Patient Navigator 2

The Ohio State University
Onsite

About The Position

The Patient Navigator will work as an integral part of the multidisciplinary care team to assist patients before, during and after cancer treatment through the continuum of care. The Patient Navigator (PN) works in a dynamic health care environment within one or more departments providing one-on-one assistance to patients, navigating them through the health care system to ensure timely screening, diagnosis, treatment, and/or post-treatment cancer care and supportive services. They work with other health care professionals to establish and maintain a climate of mutual respect, dignity, ethical integrity, and trust and participate in multi-disciplinary teams to provide patient care that is safe, timely, efficient, effective, and equitable. They use knowledge of one's role and the roles of other health care professionals to appropriately assess and address the needs of patients served to optimize health and wellness. PN serves as a point of contact among providers, patients, and other clinical caregivers, empowering and advocating for patients in dealing with the disease and the treatment. This position will conduct evaluation focused on barriers to care, access, and quality indicators and support the cancer patient/survivor and their family by identifying resources for them as they navigate through medical, insurance, financial and other social issues.

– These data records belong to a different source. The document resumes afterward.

// Copyright (c) 2025-2026 Adrian Robinson. Licensed under the AGPL-3.0.
// See LICENSE file in the project root for full license text.

use std::collections::BTreeSet;

use async_trait::async_trait;
use dashmap::DashMap;

use crate::record::{IndexedRecord, RecordId};
use super::traits::{RecordStore, StorageError};

/// Record store backed by a concurrent map, for tests and embedding.
///
/// Lookups behave like `WHERE id IN (...)`: each matching record once,
/// ordered by primary key.
pub struct InMemoryRecordStore<R> {
    data: DashMap<RecordId, R>,
}

impl<R: IndexedRecord + Clone> InMemoryRecordStore<R> {
    #[must_use]
    pub fn new() -> Self {
        Self {
            data: DashMap::new(),
        }
    }

    /// Insert or replace a record under its primary key.
    pub fn insert(&self, record: R) {
        self.data.insert(record.primary_key(), record);
    }

    pub fn remove(&self, id: RecordId) -> Option<R> {
        self.data.remove(&id).map(|(_, record)| record)
    }

    pub fn get(&self, id: RecordId) -> Option<R> {
        self.data.get(&id).map(|r| r.value().clone())
    }

    /// Get current record count
    #[must_use]
    pub fn len(&self) -> usize {
        self.data.len()
    }

    /// Check if empty
    #[must_use]
    pub fn is_empty(&self) -> bool {
        self.data.is_empty()
    }
}

impl<R: IndexedRecord + Clone> Default for InMemoryRecordStore<R> {
    fn default() -> Self {
        Self::new()
    }
}

impl<R: IndexedRecord + Clone> FromIterator<R> for InMemoryRecordStore<R> {
    fn from_iter<I: IntoIterator<Item = R>>(iter: I) -> Self {
        let store = Self::new();
        for record in iter {
            store.insert(record);
        }
        store
    }
}

#[async_trait]
impl<R: IndexedRecord + Clone> RecordStore for InMemoryRecordStore<R> {
    type Record = R;

    async fn find_by_ids(&self, ids: &[RecordId]) -> Result<Vec<R>, StorageError> {
        let wanted: BTreeSet<RecordId> = ids.iter().copied().collect();
        Ok(wanted.into_iter().filter_map(|id| self.get(id)).collect())
    }

    async fn find_all(&self) -> Result<Vec<R>, StorageError> {
        let mut ids: Vec<RecordId> = self.data.iter().map(|r| *r.key()).collect();
        ids.sort_unstable();
        Ok(ids.into_iter().filter_map(|id| self.get(id)).collect())
    }
}
// Copyright (c) 2025-2026 Adrian Robinson. Licensed under the AGPL-3.0.
// See LICENSE file in the project root for full license text.

//! Free text → PQF translator.
//!
//! # Generated query
//!
//! ```text
//! @and @attr 1=12 <TypeName> @attr 2=102 @attr 5=3 <token> <token> ...
//!      └── type scope ─────┘ └─ ranked ─┘ └ trunc ┘
//! ```
//!
//! - `1=12` matches the type name against the record's Local-number field
//! - `2=102` asks for relevance ranking
//! - `5=3` truncates left and right, which also makes matching case-insensitive
//!
//! Tokens are bare keywords first, then `"double"` phrases, then `'single'`
//! phrases. Phrases keep their inner spaces and are not re-quoted here.

use std::sync::OnceLock;

use regex::Regex;
use tracing::debug;

/// Restricts hits to one domain type.
pub const TYPE_SCOPE_ATTRIBUTE: &str = "@attr 1=12";
/// Relevance ranking.
pub const RELEVANCE_ATTRIBUTE: &str = "@attr 2=102";
/// Left and right truncation.
pub const TRUNCATION_ATTRIBUTE: &str = "@attr 5=3";

fn double_quoted_regex() -> &'static Regex {
    static RE: OnceLock<Regex> = OnceLock::new();
    RE.get_or_init(|| Regex::new(r#""(.*?)""#).expect("Invalid double-quote regex"))
}

fn single_quoted_regex() -> &'static Regex {
    static RE: OnceLock<Regex> = OnceLock::new();
    RE.get_or_init(|| Regex::new(r"'(.*?)'").expect("Invalid single-quote regex"))
}

pub struct QueryTranslator;

impl QueryTranslator {
    /// Translate user input into a type-scoped, ranked, truncating PQF query.
    ///
    /// A `pqf_override` is returned untouched; the caller owns its correctness.
    ///
    /// ```
    /// use zoom_sync::search::QueryTranslator;
    ///
    /// let pqf = QueryTranslator::translate(r#"dune "frank herbert""#, "Book", None);
    /// assert_eq!(pqf, "@and @attr 1=12 Book @attr 2=102 @attr 5=3 dune frank herbert");
    ///
    /// let raw = QueryTranslator::translate("ignored", "Book", Some("@attr 1=4 dune"));
    /// assert_eq!(raw, "@attr 1=4 dune");
    /// ```
    pub fn translate(raw_input: &str, type_name: &str, pqf_override: Option<&str>) -> String {
        if let Some(pqf) = pqf_override {
            debug!(pqf, "Using caller-supplied PQF");
            return pqf.to_string();
        }

        let mut pqf = Self::scope_prefix(type_name);
        pqf.push_str(&Self::search_terms(raw_input).join(" "));

        debug!(pqf = %pqf, type_name, "Translated query to PQF");
        pqf
    }

    /// `@and @attr 1=12 <TypeName> @attr 2=102 @attr 5=3 `, trailing space included.
    #[must_use]
    pub fn scope_prefix(type_name: &str) -> String {
        format!(
            "@and {TYPE_SCOPE_ATTRIBUTE} {type_name} {RELEVANCE_ATTRIBUTE} {TRUNCATION_ATTRIBUTE} "
        )
    }

    /// Split input into keywords and quoted phrases.
    ///
    /// Both phrase kinds are scanned on the original input. Double-quoted
    /// spans are removed first, then single-quoted spans are removed from
    /// what is left; the remainder is split into keywords.
    ///
    /// ```
    /// use zoom_sync::search::QueryTranslator;
    ///
    /// assert_eq!(
    ///     QueryTranslator::search_terms(r#"foo "bar baz" 'qux'"#),
    ///     vec!["foo", "bar baz", "qux"]
    /// );
    /// ```
    #[must_use]
    pub fn search_terms(query: &str) -> Vec<String> {
        let double_phrases = Self::phrases(double_quoted_regex(), query);
        let single_phrases = Self::phrases(single_quoted_regex(), query);

        let left_over = squeeze(&double_quoted_regex().replace_all(query, ""));
        let left_over = squeeze(&single_quoted_regex().replace_all(&left_over, ""));

        let mut terms: Vec<String> = left_over
            .split(' ')
            .filter(|keyword| !keyword.is_empty())
            .map(str::to_string)
            .collect();
        terms.extend(double_phrases);
        terms.extend(single_phrases);
        terms
    }

    fn phrases(re: &Regex, query: &str) -> Vec<String> {
        re.captures_iter(query)
            .filter_map(|caps| caps.get(1))
            .map(|m| m.as_str().to_string())
            .collect()
    }
}

/// Collapse whitespace runs to one space and trim.
fn squeeze(text: &str) -> String {
    text.split_whitespace().collect::<Vec<_>>().join(" ")
}
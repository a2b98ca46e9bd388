// Copyright (c) 2025-2026 Adrian Robinson. Licensed under the AGPL-3.0.
// See LICENSE file in the project root for full license text.

//! Field-record: the flat tagged representation of a record in the index.
//!
//! # Wire format
//!
//! ```text
//! <record>
//!   <localControlNumber>Book:42</localControlNumber>
//!   <title>Dune</title>
//!   <author>Frank Herbert</author>
//! </record>
//! ```
//!
//! Raw records skip the envelope: the payload is the single field's text.

use thiserror::Error;
use tracing::warn;

use super::{IndexIdentity, RecordId};

/// Element carrying the index identity. The server maps it to the
/// bib-1 Local-number attribute.
pub const IDENTITY_FIELD: &str = "localControlNumber";

const RECORD_ELEMENT: &str = "record";

/// A hit payload that could not be turned into a primary key.
#[derive(Error, Debug)]
pub enum PayloadError {
    #[error("hit payload is not well-formed XML: {0}")]
    Xml(#[from] roxmltree::Error),
    #[error("hit payload has no localControlNumber element")]
    MissingIdentity,
    #[error("identity '{identity}' does not end in a numeric primary key")]
    InvalidIdentity { identity: String },
}

/// Ordered `(name, value)` fields, identity first.
#[derive(Debug, Clone, PartialEq, Eq)]
pub struct FieldRecord {
    identity: IndexIdentity,
    fields: Vec<(String, String)>,
    raw: bool,
}

impl FieldRecord {
    /// A composed record holding only the identity field.
    pub fn new(identity: IndexIdentity) -> Self {
        let fields = vec![(IDENTITY_FIELD.to_string(), identity.to_string())];
        Self { identity, fields, raw: false }
    }

    /// A raw record: `body` is sent to the index as-is.
    pub fn raw(identity: IndexIdentity, name: impl Into<String>, body: impl Into<String>) -> Self {
        let mut record = Self::new(identity);
        record.fields.push((name.into(), body.into()));
        record.raw = true;
        record
    }

    pub fn push(&mut self, name: impl Into<String>, value: impl Into<String>) {
        self.fields.push((name.into(), value.into()));
    }

    #[must_use]
    pub fn identity(&self) -> &IndexIdentity {
        &self.identity
    }

    /// All fields including the leading identity field.
    #[must_use]
    pub fn fields(&self) -> &[(String, String)] {
        &self.fields
    }

    #[must_use]
    pub fn is_raw(&self) -> bool {
        self.raw
    }

    pub fn get(&self, name: &str) -> Option<&str> {
        self.fields
            .iter()
            .find(|(field, _)| field == name)
            .map(|(_, value)| value.as_str())
    }

    /// Text handed to the index updater.
    #[must_use]
    pub fn to_payload(&self) -> String {
        if self.raw {
            return self
                .fields
                .get(1)
                .map(|(_, body)| body.clone())
                .unwrap_or_default();
        }

        let mut xml = String::with_capacity(64 + self.fields.iter().map(|(k, v)| 2 * k.len() + v.len() + 5).sum::<usize>());
        xml.push('<');
        xml.push_str(RECORD_ELEMENT);
        xml.push('>');
        for (name, value) in &self.fields {
            xml.push('<');
            xml.push_str(name);
            xml.push('>');
            let dropped = escape_text(value, &mut xml);
            if dropped > 0 {
                warn!(
                    identity = %self.identity,
                    field = %name,
                    dropped,
                    "Dropped characters not allowed in XML from field value"
                );
            }
            xml.push_str("</");
            xml.push_str(name);
            xml.push('>');
        }
        xml.push_str("</");
        xml.push_str(RECORD_ELEMENT);
        xml.push('>');
        xml
    }
}

/// Extract the primary key embedded in a hit's XML payload.
pub fn primary_key_from_payload(payload: &str) -> Result<RecordId, PayloadError> {
    let doc = roxmltree::Document::parse(payload)?;
    let identity = doc
        .descendants()
        .find(|node| node.has_tag_name(IDENTITY_FIELD))
        .ok_or(PayloadError::MissingIdentity)?;

    IndexIdentity::parse_primary_key(identity.text().unwrap_or_default())
}

/// Escape `value` into `out`, dropping characters XML 1.0 does not allow.
/// Returns the number of characters dropped.
fn escape_text(value: &str, out: &mut String) -> usize {
    let mut dropped = 0;
    for c in value.chars() {
        match c {
            '&' => out.push_str("&amp;"),
            '<' => out.push_str("&lt;"),
            '>' => out.push_str("&gt;"),
            '"' => out.push_str("&quot;"),
            '\'' => out.push_str("&apos;"),
            c if is_xml_char(c) => out.push(c),
            _ => dropped += 1,
        }
    }
    dropped
}

// Char ::= #x9 | #xA | #xD | [#x20-#xD7FF] | [#xE000-#xFFFD] | [#x10000-#x10FFFF]
fn is_xml_char(c: char) -> bool {
    matches!(c, '\u{9}' | '\u{A}' | '\u{D}' | '\u{20}'..='\u{D7FF}' | '\u{E000}'..='\u{FFFD}' | '\u{10000}'..='\u{10FFFF}')
}

/// Whether `name` can be used as a plain (unprefixed) XML element name.
pub(crate) fn is_xml_name(name: &str) -> bool {
    let mut chars = name.chars();
    match chars.next() {
        Some(c) if is_name_start_char(c) => chars.all(is_name_char),
        _ => false,
    }
}

fn is_name_start_char(c: char) -> bool {
    matches!(c,
        'A'..='Z' | '_' | 'a'..='z'
        | '\u{C0}'..='\u{D6}' | '\u{D8}'..='\u{F6}' | '\u{F8}'..='\u{2FF}'
        | '\u{370}'..='\u{37D}' | '\u{37F}'..='\u{1FFF}' | '\u{200C}'..='\u{200D}'
        | '\u{2070}'..='\u{218F}' | '\u{2C00}'..='\u{2FEF}' | '\u{3001}'..='\u{D7FF}'
        | '\u{F900}'..='\u{FDCF}' | '\u{FDF0}'..='\u{FFFD}' | '\u{10000}'..='\u{EFFFF}')
}

fn is_name_char(c: char) -> bool {
    is_name_start_char(c)
        || matches!(c, '-' | '.' | '0'..='9' | '\u{B7}' | '\u{300}'..='\u{36F}' | '\u{203F}'..='\u{2040}')
}

#[cfg(test)]
mod tests {
    use super::*;

    #[test]
    fn test_identity_is_first_field() {
        let mut record = FieldRecord::new(IndexIdentity::new("Book", 1));
        record.push("title", "Dune");

        assert_eq!(record.fields()[0], (IDENTITY_FIELD.to_string(), "Book:1".to_string()));
        assert_eq!(record.get("title"), Some("Dune"));
        assert!(!record.is_raw());
    }

    #[test]
    fn test_xml_payload() {
        let mut record = FieldRecord::new(IndexIdentity::new("Book", 42));
        record.push("title", "Dune");
        record.push("author", "Frank Herbert");

        assert_eq!(
            record.to_payload(),
            "<record><localControlNumber>Book:42</localControlNumber>\
             <title>Dune</title><author>Frank Herbert</author></record>"
        );
    }

    #[test]
    fn test_xml_payload_escapes_text() {
        let mut record = FieldRecord::new(IndexIdentity::new("Book", 1));
        record.push("title", "Tom & Jerry <\"live\"> 'again'");

        let payload = record.to_payload();
        assert!(payload.contains("<title>Tom &amp; Jerry &lt;&quot;live&quot;&gt; &apos;again&apos;</title>"));

        let doc = roxmltree::Document::parse(&payload).unwrap();
        let title = doc.descendants().find(|n| n.has_tag_name("title")).unwrap();
        assert_eq!(title.text(), Some("Tom & Jerry <\"live\"> 'again'"));
    }

    #[test]
    fn test_raw_payload_is_body_verbatim() {
        let body = "<mods><title>Dune</title></mods>";
        let record = FieldRecord::raw(IndexIdentity::new("Item", 3), "marc", body);

        assert!(record.is_raw());
        assert_eq!(record.fields().len(), 2);
        assert_eq!(record.to_payload(), body);
    }

    #[test]
    fn test_primary_key_from_payload() {
        let mut record = FieldRecord::new(IndexIdentity::new("Book", 1234));
        record.push("title", "x");

        assert_eq!(primary_key_from_payload(&record.to_payload()).unwrap(), 1234);
    }

    #[test]
    fn test_primary_key_from_nested_payload() {
        let payload = r#"<zebra:record xmlns:zebra="http://www.indexdata.com/zebra/">
            <wrapper><localControlNumber> Topic:9 </localControlNumber></wrapper>
        </zebra:record>"#;

        assert_eq!(primary_key_from_payload(payload).unwrap(), 9);
    }

    #[test]
    fn test_malformed_payloads() {
        assert!(matches!(primary_key_from_payload("<record>"), Err(PayloadError::Xml(_))));
        assert!(matches!(
            primary_key_from_payload("<record><title>x</title></record>"),
            Err(PayloadError::MissingIdentity)
        ));
        assert!(matches!(
            primary_key_from_payload("<record><localControlNumber>Book:</localControlNumber></record>"),
            Err(PayloadError::InvalidIdentity { .. })
        ));
    }

    #[test]
    fn test_control_characters_are_dropped() {
        let mut record = FieldRecord::new(IndexIdentity::new("Book", 77));
        record.push("title", "bell\u{7}\u{0} ring\u{FFFE}");
        record.push("notes", "line one\nline\ttwo");

        let payload = record.to_payload();
        assert!(payload.contains("<title>bell ring</title>"));
        assert!(payload.contains("<notes>line one\nline\ttwo</notes>"));
        assert_eq!(primary_key_from_payload(&payload).unwrap(), 77);
    }

    #[test]
    fn test_is_xml_name() {
        for name in ["title", "_private", "dc.title", "first-name", "naïve", "名前", "x1"] {
            assert!(is_xml_name(name), "{name} should be accepted");
        }
        for name in ["", "first name", "1st", "-x", "dc:title", "a<b", "ªb", "x\u{7}"] {
            assert!(!is_xml_name(name), "{name:?} should be rejected");
        }
    }
}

Assist patients with identifying administrative, structural, social, and practical issues to participate in decision-making and solutions for example participation in clinical trials empowering them to self-navigate. PNs have knowledge of cancer screening, diagnosis, treatment, survivorship, and related physical, psychological, and social issues to ensure connection and referral to appropriate resources. Maintain and coordinate up-to-date resources and materials and patient resources to address the Social Determinants of Health. Work with the care team, social work, Patient Care Resource Managers (PCRMs) and others internally to address patient needs. PNs do active documentation of encounters with patients, barriers to care, and resources or referrals to resolve barriers, which are noted in the medical record. PN will focus on facilitating timely access to care across the continuum.

Requirements

  • A bachelor’s degree in education, Public Health or selected field with emphasis on case management or social work.
  • 2 years of relevant experience working with relevant populations or equivalent combination of education and experience is required.
  • Experience working in a multi-cultural setting.
  • Ability to initiate and maintain positive working relationships with CCOE staff, internal and external partners.
  • Good communication skills, such as listening well and using language appropriately.
  • Ability to initiate and maintain positive working relationships with CCOE staff, internal partners and patients.
  • Ability to promote patient navigator services within the multidisciplinary team.
  • Develop understanding of communities served and community connectedness.
  • Good communication skills, such as listening well, and using language appropriately.

Nice To Haves

  • Experience working in a community-based setting for at least 2 years preferred.

Responsibilities

  • Assist patients before, during, and after cancer treatment through the continuum of care.
  • Provide one-on-one assistance to patients, navigating them through the health care system.
  • Ensure timely screening, diagnosis, treatment, and/or post-treatment cancer care and supportive services.
  • Participate in multi-disciplinary teams to provide patient care that is safe, timely, efficient, effective, and equitable.
  • Assess and address the needs of patients served to optimize health and wellness.
  • Serve as a point of contact among providers, patients, and other clinical caregivers.
  • Empower and advocate for patients in dealing with the disease and the treatment.
  • Conduct evaluation focused on barriers to care, access, and quality indicators.
  • Support the cancer patient/survivor and their family by identifying resources for medical, insurance, financial, and other social issues.
  • Assist patients with identifying administrative, structural, social, and practical issues to participate in decision-making and solutions.
  • Maintain and coordinate up-to-date resources and materials to address the Social Determinants of Health.
  • Work with the care team, social work, Patient Care Resource Managers (PCRMs) and others internally to address patient needs.
  • Document encounters with patients, barriers to care, and resources or referrals to resolve barriers in the medical record.
  • Facilitate timely access to care across the continuum.
  • Attend and present at local and national conferences on patient navigation, especially as members of the Academy of Oncology Nurse and Patient Navigators.

Benefits

  • Medical, dental and vision coverage, with Ohio State paying a significant portion of the cost.
  • Paid time off, including sick and vacation time and 11 holidays.
  • State retirement plan or an alternative retirement plan, both with generous employer contributions.